Ophthalmology Department and Rare Eye Disease Reference Center OPHTARA, Necker-Enfants malades University Hospital, AP-HP, Paris, France.
INSERM, UMRS1138, Team 17, From Physiopathology of Ocular Diseases to Clinical Development, Paris University, Paris, France.
Orphanet J Rare Dis. 2020 Aug 27;15(1):223. doi: 10.1186/s13023-020-01509-2.
Early blindness secondary to incurable retinal detachment is one of the main complications of incontinentia pigmenti (IP). The efficiency of ophthalmological management for preventing such evolution has not been proven. The objective of this retrospective study was to report a screening and treatment strategy of the vascular retinopathy in newborns and infants with IP.

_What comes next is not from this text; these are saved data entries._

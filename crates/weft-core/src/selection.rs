// SPDX-License-Identifier: Apache-2.0
// © James Ross Ω FLYING•ROBOTS <https://github.com/flyingrobots>
//! Selection trees: the immutable field-selection structure walked by the
//! reader, normalizer, and reference marker.
//!
//! Selection trees are produced by out-of-scope compile-time tooling and
//! consumed here as opaque, structurally shared values (`Arc` slices). Field
//! resolution is structural dispatch over these tagged variants; the store
//! never probes dynamic properties.
use std::sync::Arc;

use crate::args::Argument;
use crate::constants::{ABSTRACT_MARKER_PREFIX, PART_MARKER_PREFIX};
use crate::ident::StorageKey;

/// One selection in a selection set.
#[derive(Clone, Debug, PartialEq)]
pub enum Selection {
    /// Leaf field holding a scalar or client-synthetic object.
    Scalar(ScalarField),
    /// Field referencing one record or an ordered list of records.
    Linked(LinkedField),
    /// Type-conditional fragment spread flattened inline.
    InlineFragment(InlineFragment),
    /// Selections gated on a boolean variable (include/skip).
    Condition(Condition),
    /// Fragment whose payload arrives in a separate deferred part.
    Defer(DeferFragment),
    /// Plural linked field whose items arrive incrementally.
    Stream(StreamField),
    /// Dynamic module/component reference resolved at render time.
    ModuleImport(ModuleImport),
    /// Field that must be non-null, with a declared failure action.
    Required(RequiredField),
}

/// Leaf field selection.
#[derive(Clone, Debug, PartialEq)]
pub struct ScalarField {
    /// Schema field name.
    pub name: Box<str>,
    /// Response-key alias, when the query renamed the field.
    pub alias: Option<Box<str>>,
    /// Field arguments (literal or variable).
    pub args: Vec<Argument>,
}

/// Linked (record-valued) field selection.
#[derive(Clone, Debug, PartialEq)]
pub struct LinkedField {
    /// Schema field name.
    pub name: Box<str>,
    /// Response-key alias, when the query renamed the field.
    pub alias: Option<Box<str>>,
    /// Field arguments (literal or variable).
    pub args: Vec<Argument>,
    /// `true` when the field yields an ordered list of records.
    pub plural: bool,
    /// `false` when the schema guarantees a non-null value; required-field
    /// null bubbling stops at the nearest `true` ancestor.
    pub nullable: bool,
    /// Concrete type of the linked records, when the schema names one.
    /// Used as the type-name fallback for payloads without `__typename`.
    pub concrete_type: Option<Box<str>>,
    /// Child selections applied to each linked record.
    pub selections: Arc<[Selection]>,
}

/// Type condition on an inline fragment.
#[derive(Clone, Debug, PartialEq)]
pub enum TypeCondition {
    /// Matches records whose `__typename` equals the named concrete type.
    Concrete(Box<str>),
    /// Matches records carrying the synthesized membership marker for the
    /// named interface or union.
    Abstract(Box<str>),
}

impl TypeCondition {
    /// Storage key of the membership marker consulted for abstract
    /// conditions.
    #[must_use]
    pub fn marker_key(&self) -> Option<StorageKey> {
        match self {
            Self::Concrete(_) => None,
            Self::Abstract(name) => {
                Some(StorageKey::new(format!("{ABSTRACT_MARKER_PREFIX}{name}")))
            }
        }
    }
}

/// Inline fragment gated on a type condition.
#[derive(Clone, Debug, PartialEq)]
pub struct InlineFragment {
    /// Condition deciding whether the fragment's fields apply.
    pub type_condition: TypeCondition,
    /// Selections read when the condition holds.
    pub selections: Arc<[Selection]>,
}

/// Selections gated on a boolean variable.
#[derive(Clone, Debug, PartialEq)]
pub struct Condition {
    /// Variable whose value gates the selections.
    pub variable: Box<str>,
    /// Value of the variable for which the selections apply.
    pub passing_value: bool,
    /// Gated selections.
    pub selections: Arc<[Selection]>,
}

/// Deferred fragment: contents arrive as a separate incremental part.
#[derive(Clone, Debug, PartialEq)]
pub struct DeferFragment {
    /// Label identifying the incremental part on the wire.
    pub label: Box<str>,
    /// Selections delivered by the deferred part.
    pub selections: Arc<[Selection]>,
}

impl DeferFragment {
    /// Storage key of the presence marker for this fragment's payload.
    ///
    /// The reader treats the fragment's fields as not yet fetched until the
    /// marker is written by the incremental part's normalization.
    #[must_use]
    pub fn marker_key(&self) -> StorageKey {
        StorageKey::new(format!("{PART_MARKER_PREFIX}{}", self.label))
    }
}

/// Streamed plural field: list items arrive as separate incremental parts.
#[derive(Clone, Debug, PartialEq)]
pub struct StreamField {
    /// Label identifying the incremental parts on the wire.
    pub label: Box<str>,
    /// Underlying plural linked field the items extend.
    pub field: LinkedField,
}

/// Dynamic module/component reference.
#[derive(Clone, Debug, PartialEq)]
pub struct ModuleImport {
    /// Document name scoping the reserved module keys.
    pub document_name: Box<str>,
    /// Fragment the module renders.
    pub fragment_name: Box<str>,
}

/// Action taken when a required field reads null or missing.
#[derive(Clone, Copy, Debug, PartialEq, Eq)]
#[cfg_attr(feature = "serde", derive(serde::Serialize, serde::Deserialize))]
pub enum RequiredAction {
    /// Record the failure and keep the null in the data.
    Log,
    /// Abort the enclosing read, propagating null to the nearest nullable
    /// ancestor or failing the read at the root.
    Throw,
}

/// Field wrapper enforcing non-null with a declared action.
#[derive(Clone, Debug, PartialEq)]
pub struct RequiredField {
    /// The wrapped scalar or linked selection.
    pub field: Box<Selection>,
    /// What to do when the field is null or missing.
    pub action: RequiredAction,
}

impl ScalarField {
    /// Argument-free scalar selection.
    #[must_use]
    pub fn plain(name: impl Into<Box<str>>) -> Self {
        Self {
            name: name.into(),
            alias: None,
            args: Vec::new(),
        }
    }

    /// Response key this field contributes to the data tree.
    #[must_use]
    pub fn response_key(&self) -> &str {
        self.alias.as_deref().unwrap_or(&self.name)
    }
}

impl LinkedField {
    /// Argument-free singular linked field.
    #[must_use]
    pub fn singular(name: impl Into<Box<str>>, selections: impl Into<Arc<[Selection]>>) -> Self {
        Self {
            name: name.into(),
            alias: None,
            args: Vec::new(),
            plural: false,
            nullable: true,
            concrete_type: None,
            selections: selections.into(),
        }
    }

    /// Argument-free plural linked field.
    #[must_use]
    pub fn plural(name: impl Into<Box<str>>, selections: impl Into<Arc<[Selection]>>) -> Self {
        Self {
            plural: true,
            ..Self::singular(name, selections)
        }
    }

    /// Returns a copy carrying the given arguments.
    #[must_use]
    pub fn with_args(mut self, args: Vec<Argument>) -> Self {
        self.args = args;
        self
    }

    /// Returns a copy marked non-nullable.
    #[must_use]
    pub fn non_null(mut self) -> Self {
        self.nullable = false;
        self
    }

    /// Returns a copy with a concrete linked type.
    #[must_use]
    pub fn of_type(mut self, typename: impl Into<Box<str>>) -> Self {
        self.concrete_type = Some(typename.into());
        self
    }

    /// Response key this field contributes to the data tree.
    #[must_use]
    pub fn response_key(&self) -> &str {
        self.alias.as_deref().unwrap_or(&self.name)
    }
}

All files of patients diagnosed with IP within the two first months of life in a single tertiary referral center, between 2010 and 2015, were retrospectively included. The minimum follow-up duration was three years. Patients had undergone systematic indirect ophthalmoscopy examination, looking for signs of peripheric retinal vasculopathy, according to a standardized schedule: at diagnosis, at age 1, 2, 3, 6, 9, 12, 18 and 24 months, and then once a year. Urgent laser therapy was performed under anesthesia in case of signs of retinal ischemia. Nineteen children files (17 girls) were studied. Median age at IP diagnosis was 1 day [0-44]; median age at first retinal evaluation was 25 days. Retinal manifestations occurred in 7 patients (n = 10/38 eyes, 26.3%); they were diagnosed at median age 19 days [3-59]. These patients underwent one or two ablative session per eye (mean 1.7, median 2), under general anaesthesia. No retinal detachment or fold occurred during the follow-up (median 6 years [3-9.8]).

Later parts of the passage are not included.